Mitochondial DNA deletions in Iranian hypertrophic cardiomyopathy patients

Background: Hypertrophic cardiomyopathy is a genetic disorder with autosomal dominant inheritance. The disorder has been estimated to occur in 0.05%-0.2% of population. Recently mitochondrial DNA mutations have been associated with cardiomyopathies. Mitochondria are the major site of energy production in the cell. Thus it is reasonable to assume that energy dependant tissues such as heart, brain, skeletal muscle and endocrine system are affected by mitochondrial dysfunction. Many mitochondrial diseases arise form defects of the mitochondrial respiratory chain. Since mtDNA is predominantly maternally inherited, mitochondrial disorders have maternal inheritance pattern. The mtDNA mutation rate is much higher than nuclear DNA due to lack of a repair mechanism and also having no intron. Recent studies have reported maternally inherited, non-x linked HCMs are associated with defects in mitochondrial oxidative metabolism. Methods: In this study we screened 52 Iranian hypertrophic cardiomyopathic patients for mitochondrial DNA deletions. Results: Mitochondrial DNA deletions were detected by PCR using 6 paired primers. Five different deletions were found in 29 patients (55.8%). Eighteen patients (34.4%) showed 8.5 kb deletion. Twelve (23%) patients had 9 kb deletion.
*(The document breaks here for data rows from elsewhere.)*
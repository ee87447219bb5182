//! Payment API handlers.

use crate::models::{CreatePayment, Gateway, Payment, PaymentStatus};
use crate::repository::{ClientStore, InvoiceStore, PaymentStore, SettingsStore};
use crate::services::{Clock, PaymentGateway};
use crate::startup::AppState;
use axum::{
    extract::{Path, State},
    http::StatusCode,
    Json,
};
use rust_decimal::Decimal;
use serde::{Deserialize, Serialize};
use service_core::error::AppError;
use uuid::Uuid;
use validator::Validate;

fn parse_gateway(name: &str) -> Result<Gateway, AppError> {
    Gateway::from_string(name).ok_or_else(|| {
        AppError::BadRequest(anyhow::anyhow!("Unsupported payment gateway: {}", name))
    })
}

#[derive(Debug, Deserialize, Default)]
pub struct CreatePaymentLinkRequest {
    /// Gateway name; the firm's default gateway is used when omitted.
    pub gateway: Option<String>,
}

#[derive(Debug, Serialize)]
pub struct CreatePaymentLinkResponse {
    pub success: bool,
    pub payment_link: String,
    pub gateway: String,
}

#[tracing::instrument(skip(state, request), fields(invoice_id = %invoice_id))]
pub async fn create_payment_link(
    State(state): State<AppState>,
    Path(invoice_id): Path<Uuid>,
    Json(request): Json<CreatePaymentLinkRequest>,
) -> Result<(StatusCode, Json<CreatePaymentLinkResponse>), AppError> {
    let mut invoice = state
        .store
        .invoices
        .find(invoice_id)
        .await?
        .ok_or_else(|| AppError::NotFound(anyhow::anyhow!("Invoice not found")))?;

    let client = state
        .store
        .clients
        .find(invoice.client_id)
        .await?
        .ok_or_else(|| AppError::NotFound(anyhow::anyhow!("Client not found")))?;

    let gateway_kind = match request.gateway.as_deref() {
        Some(name) => parse_gateway(name)?,
        None => {
            let settings = state.store.settings.find(invoice.firm_id).await?;
            let default = settings
                .map(|s| s.default_gateway)
                .unwrap_or_else(|| Gateway::Razorpay.as_str().to_string());
            parse_gateway(&default)?
        }
    };

    let gateway = state.gateways.for_kind(gateway_kind)?;
    let link = gateway.create_payment_link(&invoice, &client).await?;

    invoice.gateway_reference = Some(link.reference.clone());
    invoice.updated_utc = state.clock.now();
    state.store.invoices.update(&invoice).await?;

    Ok((
        StatusCode::OK,
        Json(CreatePaymentLinkResponse {
            success: true,
            payment_link: link.url,
            gateway: gateway_kind.as_str().to_string(),
        }),
    ))
}

#[derive(Debug, Serialize)]
pub struct PaymentStatusResponse {
    pub invoice_total: Decimal,
    pub total_paid: Decimal,
    pub balance: Decimal,
    pub status: String,
    pub payments: Vec<Payment>,
}

#[tracing::instrument(skip(state), fields(invoice_id = %invoice_id))]
pub async fn get_invoice_payment_status(
    State(state): State<AppState>,
    Path(invoice_id): Path<Uuid>,
) -> Result<Json<PaymentStatusResponse>, AppError> {
    let invoice = state.ledger.refresh_status(invoice_id).await?;
    let payments = state.store.payments.list_for_invoice(invoice_id).await?;
    let total_paid = state.store.payments.sum_completed(invoice_id).await?;

    Ok(Json(PaymentStatusResponse {
        invoice_total: invoice.total_amount,
        total_paid,
        balance: invoice.total_amount - total_paid,
        status: invoice.status,
        payments,
    }))
}

#[derive(Debug, Deserialize, Validate)]
pub struct ManualPaymentRequest {
    pub amount: Decimal,
    #[validate(length(min = 1, message = "Payment method cannot be empty"))]
    pub payment_method: String,
    pub transaction_id: Option<String>,
    pub notes: Option<String>,
}

#[derive(Debug, Serialize)]
pub struct ManualPaymentResponse {
    pub success: bool,
    pub payment_id: Uuid,
    pub invoice_status: String,
}

/// Record a manual payment (cash, cheque, bank transfer).
#[tracing::instrument(skip(state, request), fields(invoice_id = %invoice_id))]
pub async fn process_manual_payment(
    State(state): State<AppState>,
    Path(invoice_id): Path<Uuid>,
    Json(request): Json<ManualPaymentRequest>,
) -> Result<(StatusCode, Json<ManualPaymentResponse>), AppError> {
    request.validate()?;

    let invoice = state
        .store
        .invoices
        .find(invoice_id)
        .await?
        .ok_or_else(|| AppError::NotFound(anyhow::anyhow!("Invoice not found")))?;

    let transaction_id = request
        .transaction_id
        .unwrap_or_else(|| format!("manual-{}", Uuid::new_v4()));

    let payment = state
        .reconciler
        .record_payment(CreatePayment {
            firm_id: invoice.firm_id,
            invoice_id: invoice.invoice_id,
            client_id: invoice.client_id,
            amount: request.amount,
            currency: invoice.currency.clone(),
            gateway: Gateway::Manual,
            transaction_id,
            status: PaymentStatus::Completed,
            payment_date: state.clock.today(),
            gateway_response: request
                .notes
                .map(|notes| format!("{}: {}", request.payment_method, notes)),
        })
        .await?;

    let invoice = state
        .store
        .invoices
        .find(invoice_id)
        .await?
        .ok_or_else(|| AppError::NotFound(anyhow::anyhow!("Invoice not found")))?;

    Ok((
        StatusCode::CREATED,
        Json(ManualPaymentResponse {
            success: true,
            payment_id: payment.payment_id,
            invoice_status: invoice.status,
        }),
    ))
}

#[derive(Debug, Deserialize, Default)]
pub struct RefundRequest {
    /// Amount to refund; full refund when omitted.
    pub amount: Option<Decimal>,
    pub reason: Option<String>,
}

#[derive(Debug, Serialize)]
pub struct RefundResponse {
    pub success: bool,
    pub refund_id: String,
    pub status: String,
}

#[tracing::instrument(skip(state, request), fields(payment_id = %payment_id))]
pub async fn refund_payment(
    State(state): State<AppState>,
    Path(payment_id): Path<Uuid>,
    Json(request): Json<RefundRequest>,
) -> Result<Json<RefundResponse>, AppError> {
    let refund = state
        .reconciler
        .refund(payment_id, request.amount, request.reason)
        .await?;

    Ok(Json(RefundResponse {
        success: true,
        refund_id: refund.refund_id,
        status: refund.status,
    }))
}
Seven patients (13.4%) had a 7.3 kb deletion. Eight patients (15.5%) had 4977 bp common deletion between nt8161-nt13640, and 11 patients had 7.4 kb deletion. Multiple deletions have been found in 11 patients (21.1%). Conclusion: Mitochondrial DNA deletions may occur as a result of aging; on the other hand mt deletions may affect myocardium and lead to secondary hypertrophy. However, the question regarding primary or secondary role of mt deletions in hyperthrophic cardiomyopathy remains unanswered.